- **Exercise directions**:
Out of the records below, copy all lines in which the word "text" occurs.

- **Exercise data**:
_ _ _ _ _ _ _

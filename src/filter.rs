//! Ignore-rule evaluation.
//!
//! Patterns come from three places, evaluated in a fixed order: the built-in
//! `.git/` exclusion, the root `.gitignore`, and the root `.code2pdf.ignore`.
//! The first pattern that matches decides, and the match reports which source
//! it came from.

use crate::error::{Error, Result};
use regex::Regex;
use std::fmt;
use std::fs;
use std::io::ErrorKind;
use std::path::Path;
use tracing::{debug, warn};

/// Name of the primary, VCS-style ignore file.
pub const GITIGNORE_FILE: &str = ".gitignore";

/// Name of the tool-specific ignore file, evaluated after [`GITIGNORE_FILE`].
pub const TOOL_IGNORE_FILE: &str = ".code2pdf.ignore";

const VCS_DIR_PATTERN: &str = ".git/";

/// Where an ignore pattern was loaded from.
#[derive(Debug, Clone, PartialEq, Eq)]
pub enum Provenance {
    /// Built into the tool (the `.git/` exclusion).
    Default,
    /// Loaded from the named ignore file.
    File(String),
}

impl fmt::Display for Provenance {
    fn fmt(&self, f: &mut fmt::Formatter<'_>) -> fmt::Result {
        match self {
            Self::Default => f.write_str("(default)"),
            Self::File(name) => f.write_str(name),
        }
    }
}

#[derive(Debug, Clone)]
enum PatternKind {
    /// `!pattern`. Recognized, but re-inclusion is not supported: never matches.
    Negated,
    /// `dir/`, holds the pattern without its trailing slash.
    Directory(String),
    /// Plain text compared against the full path and the final segment.
    Exact,
    /// Contains `*`; anchored regex where `*` matches any sequence.
    Wildcard(Regex),
}

/// A single ignore rule together with the source it came from.
#[derive(Debug, Clone)]
pub struct IgnorePattern {
    raw: String,
    provenance: Provenance,
    kind: PatternKind,
}

impl IgnorePattern {
    /// Compiles a pattern.
    ///
    /// # Errors
    ///
    /// Returns an error if a wildcard pattern cannot be compiled into a regex
    /// (only possible for pathologically large patterns).
    pub fn new(raw: impl Into<String>, provenance: Provenance) -> Result<Self> {
        let raw = raw.into();

        let kind = if raw.starts_with('!') {
            PatternKind::Negated
        } else if let Some(dir) = raw.strip_suffix('/') {
            PatternKind::Directory(dir.to_string())
        } else if raw.contains('*') {
            let expr = format!("^{}$", regex::escape(&raw).replace(r"\*", ".*"));
            let regex = Regex::new(&expr).map_err(|e| {
                Error::config(format!("Invalid ignore pattern '{raw}': {e}"))
            })?;
            PatternKind::Wildcard(regex)
        } else {
            PatternKind::Exact
        };

        Ok(Self {
            raw,
            provenance,
            kind,
        })
    }

    /// The pattern text exactly as it appeared in its source.
    #[must_use]
    pub fn raw(&self) -> &str {
        &self.raw
    }

    /// The source this pattern was loaded from.
    #[must_use]
    pub const fn provenance(&self) -> &Provenance {
        &self.provenance
    }

    /// Returns true if this is a `!` pattern.
    #[must_use]
    pub const fn is_negated(&self) -> bool {
        matches!(self.kind, PatternKind::Negated)
    }

    /// Tests the pattern against a root-relative path (`/`-separated) and its
    /// final segment.
    #[must_use]
    pub fn matches(&self, path: &str, name: &str) -> bool {
        match &self.kind {
            PatternKind::Negated => false,
            PatternKind::Directory(dir) => {
                path == dir
                    || path
                        .strip_prefix(dir.as_str())
                        .is_some_and(|rest| rest.starts_with('/'))
            }
            PatternKind::Exact => self.raw == path || self.raw == name,
            PatternKind::Wildcard(regex) => {
                self.raw == path || self.raw == name || regex.is_match(path) || regex.is_match(name)
            }
        }
    }
}

/// The rule that excluded a path.
#[derive(Debug, Clone, Copy, PartialEq, Eq)]
pub struct IgnoreMatch<'a> {
    /// The pattern text that matched
    pub rule: &'a str,

    /// Where that pattern came from
    pub provenance: &'a Provenance,
}

/// Ordered collection of ignore patterns from every source.
#[derive(Debug, Clone)]
pub struct IgnoreRules {
    vcs: IgnorePattern,
    patterns: Vec<IgnorePattern>,
}

impl Default for IgnoreRules {
    fn default() -> Self {
        Self::new()
    }
}

impl IgnoreRules {
    /// Creates a rule set holding only the built-in `.git/` exclusion.
    #[must_use]
    pub fn new() -> Self {
        Self {
            vcs: IgnorePattern {
                raw: VCS_DIR_PATTERN.to_string(),
                provenance: Provenance::Default,
                kind: PatternKind::Directory(".git".to_string()),
            },
            patterns: Vec::new(),
        }
    }

    /// Loads `.gitignore` then `.code2pdf.ignore` from `root`.
    ///
    /// Missing or unreadable files contribute no patterns.
    #[must_use]
    pub fn load(root: &Path) -> Self {
        [GITIGNORE_FILE, TOOL_IGNORE_FILE]
            .into_iter()
            .fold(Self::new(), |rules, name| {
                let lines = load_patterns(&root.join(name));
                rules.with_patterns(name, lines)
            })
    }

    /// Appends patterns from a named source. Sources added later have lower
    /// precedence than sources added earlier.
    #[must_use]
    pub fn with_patterns<I, S>(mut self, source: &str, lines: I) -> Self
    where
        I: IntoIterator<Item = S>,
        S: Into<String>,
    {
        for line in lines {
            match IgnorePattern::new(line, Provenance::File(source.to_string())) {
                Ok(pattern) => {
                    if pattern.is_negated() {
                        debug!(
                            "Negation pattern '{}' in {} is not supported and never matches",
                            pattern.raw(),
                            source
                        );
                    }
                    self.patterns.push(pattern);
                }
                Err(e) => warn!("Skipping pattern from {}: {}", source, e),
            }
        }
        self
    }

    /// Number of patterns loaded from `source`.
    #[must_use]
    pub fn pattern_count(&self, source: &str) -> usize {
        self.patterns
            .iter()
            .filter(|p| matches!(p.provenance(), Provenance::File(name) if name == source))
            .count()
    }

    /// Returns true if no ignore file contributed any pattern.
    #[must_use]
    pub fn is_default_only(&self) -> bool {
        self.patterns.is_empty()
    }

    /// Returns the first rule matching `path`, or `None` if the path is kept.
    ///
    /// `path` is relative to the scanned root; a leading `./` is ignored.
    #[must_use]
    pub fn check(&self, path: &str) -> Option<IgnoreMatch<'_>> {
        let path = path.strip_prefix("./").unwrap_or(path);
        let name = path.rsplit('/').next().unwrap_or(path);

        std::iter::once(&self.vcs)
            .chain(&self.patterns)
            .find(|pattern| pattern.matches(path, name))
            .map(|pattern| IgnoreMatch {
                rule: pattern.raw(),
                provenance: pattern.provenance(),
            })
    }
}

/// Reads pattern lines from an ignore file.
///
/// Lines are trimmed; blank lines and `#` comments are dropped. A missing or
/// unreadable file yields no patterns.
#[must_use]
pub fn load_patterns(path: &Path) -> Vec<String> {
    let bytes = match fs::read(path) {
        Ok(bytes) => bytes,
        Err(e) if e.kind() == ErrorKind::NotFound => {
            debug!("No ignore file at {}", path.display());
            return Vec::new();
        }
        Err(e) => {
            warn!("Failed to read ignore file {}: {}", path.display(), e);
            return Vec::new();
        }
    };

    String::from_utf8_lossy(&bytes)
        .lines()
        .map(str::trim)
        .filter(|line| !line.is_empty() && !line.starts_with('#'))
        .map(ToString::to_string)
        .collect()
}

#[cfg(test)]
mod tests {
    use super::*;
    use assert_fs::prelude::*;

    fn pattern(raw: &str) -> IgnorePattern {
        IgnorePattern::new(raw, Provenance::File(GITIGNORE_FILE.to_string())).unwrap()
    }

    fn matches(raw: &str, path: &str) -> bool {
        let name = path.rsplit('/').next().unwrap();
        pattern(raw).matches(path, name)
    }

    #[test]
    fn test_directory_pattern() {
        assert!(matches("build/", "build"));
        assert!(matches("build/", "build/out.o"));
        assert!(matches("build/", "build/nested/deep.o"));
        assert!(!matches("build/", "buildtools/x"));
        assert!(!matches("build/", "src/build/out.o"));
    }

    #[test]
    fn test_exact_pattern() {
        assert!(matches("Cargo.lock", "Cargo.lock"));
        assert!(matches("Cargo.lock", "sub/Cargo.lock"));
        assert!(matches("src/gen.rs", "src/gen.rs"));
        assert!(!matches("src/gen.rs", "other/src/gen.rs"));
        assert!(!matches("gen", "generated.rs"));
    }

    #[test]
    fn test_wildcard_escapes_literals() {
        assert!(matches("*.min.js", "app.min.js"));
        assert!(matches("*.min.js", "sub/app.min.js"));
        assert!(!matches("*.min.js", "app.min.js.map"));
        assert!(!matches("*.min.js", "appxminxjs"));
        assert!(matches("data(1)*", "data(1).csv"));
        assert!(!matches("a+b*", "aab.txt"));
    }

    #[test]
    fn test_wildcard_spans_separators() {
        assert!(matches("src/*.rs", "src/main.rs"));
        assert!(matches("src/*.rs", "src/nested/mod.rs"));
        assert!(!matches("src/*.rs", "lib/main.rs"));
    }

    #[test]
    fn test_negation_never_matches() {
        let negated = pattern("!keep.txt");
        assert!(negated.is_negated());
        assert!(!negated.matches("keep.txt", "keep.txt"));
        assert!(!negated.matches("!keep.txt", "!keep.txt"));
    }

    #[test]
    fn test_vcs_dir_excluded_by_default() {
        let rules = IgnoreRules::new();

        let hit = rules.check(".git").unwrap();
        assert_eq!(hit.rule, ".git/");
        assert_eq!(hit.provenance, &Provenance::Default);
        assert!(rules.check(".git/config").is_some());
        assert!(rules.check("./.git/HEAD").is_some());
        assert!(rules.check(".github/workflows/ci.yml").is_none());
        assert!(rules.check("src/main.rs").is_none());
    }

    #[test]
    fn test_primary_source_wins() {
        let rules = IgnoreRules::new()
            .with_patterns(GITIGNORE_FILE, ["*.log"])
            .with_patterns(TOOL_IGNORE_FILE, ["debug.log"]);

        let hit = rules.check("debug.log").unwrap();
        assert_eq!(hit.rule, "*.log");
        assert_eq!(hit.provenance.to_string(), GITIGNORE_FILE);

        let rules = IgnoreRules::new()
            .with_patterns(GITIGNORE_FILE, ["target/"])
            .with_patterns(TOOL_IGNORE_FILE, ["*.pdf"]);
        let hit = rules.check("docs/manual.pdf").unwrap();
        assert_eq!(hit.provenance.to_string(), TOOL_IGNORE_FILE);
    }

    #[test]
    fn test_first_pattern_in_file_wins() {
        let rules = IgnoreRules::new().with_patterns(GITIGNORE_FILE, ["*.tmp", "scratch.tmp"]);
        assert_eq!(rules.check("scratch.tmp").unwrap().rule, "*.tmp");
    }

    #[test]
    fn test_load_patterns_skips_comments_and_blanks() {
        let temp = assert_fs::TempDir::new().unwrap();
        let file = temp.child(".gitignore");
        file.write_str("# build output\n\ntarget/\n   \n  *.log  \n#*.rs\n")
            .unwrap();

        assert_eq!(load_patterns(file.path()), vec!["target/", "*.log"]);
    }

    #[test]
    fn test_load_patterns_missing_file() {
        let temp = assert_fs::TempDir::new().unwrap();
        assert!(load_patterns(&temp.path().join("absent")).is_empty());
    }

    #[test]
    fn test_load_from_root() {
        let temp = assert_fs::TempDir::new().unwrap();
        temp.child(".gitignore").write_str("target/\n*.log\n").unwrap();
        temp.child(".code2pdf.ignore").write_str("docs/\n").unwrap();

        let rules = IgnoreRules::load(temp.path());
        assert_eq!(rules.pattern_count(GITIGNORE_FILE), 2);
        assert_eq!(rules.pattern_count(TOOL_IGNORE_FILE), 1);
        assert!(!rules.is_default_only());
        assert!(rules.check("docs/index.md").is_some());
        assert!(rules.check("src/lib.rs").is_none());
    }

    #[test]
    fn test_load_without_ignore_files() {
        let temp = assert_fs::TempDir::new().unwrap();
        let rules = IgnoreRules::load(temp.path());

        assert!(rules.is_default_only());
        assert!(rules.check(".git/config").is_some());
    }
}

_ _ _ _ _ _ _

- **Your response**:
    /// Plain text compared against the full path and the final segment.
    /// The pattern text exactly as it appeared in its source.
    /// The pattern text that matched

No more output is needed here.